In the data that follows, each entry is to be restated exactly.
━━━━━ Data ━━━━━
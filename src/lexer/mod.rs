//! Lexical analysis module for the evaluator.
//!
//! This module contains the lexer (tokenizer) that turns one input line
//! into tokens, handed out one at a time to the parser. It handles:
//!
//! - Tokenization of the line using anchored regex patterns
//! - Recognition of numbers, operators, function keywords and constants
//! - Token position tracking for error reporting
//! - Whitespace skipping

pub mod lexer;
pub mod tokens;
pub mod vocabulary;
//! Utility macros for the lexer.
//!
//! This module defines helper macros used by the tokenizer:
//!
//! - `MK_TOKEN!` - Creates a Token instance
//! - `MK_DEFAULT_HANDLER!` - Creates a default lexer handler for fixed-text tokens
//!
//! These macros reduce boilerplate in the lexer implementation.

/// Creates a Token instance.
///
/// # Arguments
///
/// * `$kind` - The TokenKind
/// * `$value` - The token's matched text
/// * `$number` - Optional numeric payload (omitted for non-numeric tokens)
/// * `$span` - The source span
///
/// # Example
///
/// ```ignore
/// let token = MK_TOKEN!(TokenKind::Integer, "42".to_string(), Some(42.0), span);
/// let token = MK_TOKEN!(TokenKind::Plus, "+".to_string(), span);
/// ```
#[macro_export]
macro_rules! MK_TOKEN {
    ($kind:expr, $value:expr, $span:expr) => {
        Token {
            kind: $kind,
            value: $value,
            number: None,
            span: $span,
        }
    };
    ($kind:expr, $value:expr, $number:expr, $span:expr) => {
        Token {
            kind: $kind,
            value: $value,
            number: $number,
            span: $span,
        }
    };
}

/// Creates a default lexer handler for tokens written as fixed text.
///
/// Generates a handler function that creates a token with the given kind
/// and advances the lexer position by the text's length in bytes.
///
/// # Arguments
///
/// * `$kind` - The TokenKind to create
/// * `$value` - The literal string value (used for length calculation)
///
/// # Example
///
/// ```ignore
/// RegexPattern {
///     regex: Regex::new("^\\+").unwrap(),
///     handler: MK_DEFAULT_HANDLER!(TokenKind::Plus, "+"),
/// }
/// ```
#[macro_export]
macro_rules! MK_DEFAULT_HANDLER {
    ($kind:expr, $value:literal) => {
        |lexer: &mut Lexer, _regex: &Regex| -> Result<Option<Token>, Error> {
            let token = MK_TOKEN!($kind, String::from($value), lexer.span_for($value));
            lexer.advance_n($value.len());
            Ok(Some(token))
        }
    };
}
━━━━━
> _Solution below_
filename src/lexer/mod.rs
//! Lexical analysis module for the evaluator.
//!
//! This module contains the lexer (tokenizer) that turns one input line
//! into tokens, handed out one at a time to the parser. It handles:
//!
//! - Tokenization of the line using anchored regex patterns
//! - Recognition of numbers, operators, function keywords and constants
//! - Token position tracking for error reporting
//! - Whitespace skipping

pub mod lexer;
pub mod tokens;
pub mod vocabulary;
//! Utility macros for the lexer.
//!
//! This module defines helper macros used by the tokenizer:
//!
//! - `MK_TOKEN!` - Creates a Token instance
//! - `MK_DEFAULT_HANDLER!` - Creates a default lexer handler for fixed-text tokens
//!
//! These macros reduce boilerplate in the lexer implementation.

/// Creates a Token instance.
///
/// # Arguments
///
/// * `$kind` - The TokenKind
/// * `$value` - The token's matched text
/// * `$number` - Optional numeric payload (omitted for non-numeric tokens)
/// * `$span` - The source span
///
/// # Example
///
/// ```ignore
/// let token = MK_TOKEN!(TokenKind::Integer, "42".to_string(), Some(42.0), span);
/// let token = MK_TOKEN!(TokenKind::Plus, "+".to_string(), span);
/// ```
#[macro_export]
macro_rules! MK_TOKEN {
    ($kind:expr, $value:expr, $span:expr) => {
        Token {
            kind: $kind,
            value: $value,
            number: None,
            span: $span,
        }
    };
    ($kind:expr, $value:expr, $number:expr, $span:expr) => {
        Token {
            kind: $kind,
            value: $value,
            number: $number,
            span: $span,
        }
    };
}

/// Creates a default lexer handler for tokens written as fixed text.
///
/// Generates a handler function that creates a token with the given kind
/// and advances the lexer position by the text's length in bytes.
///
/// # Arguments
///
/// * `$kind` - The TokenKind to create
/// * `$value` - The literal string value (used for length calculation)
///
/// # Example
///
/// ```ignore
/// RegexPattern {
///     regex: Regex::new("^\\+").unwrap(),
///     handler: MK_DEFAULT_HANDLER!(TokenKind::Plus, "+"),
/// }
/// ```
#[macro_export]
macro_rules! MK_DEFAULT_HANDLER {
    ($kind:expr, $value:literal) => {
        |lexer: &mut Lexer, _regex: &Regex| -> Result<Option<Token>, Error> {
            let token = MK_TOKEN!($kind, String::from($value), lexer.span_for($value));
            lexer.advance_n($value.len());
            Ok(Some(token))
        }
    };
}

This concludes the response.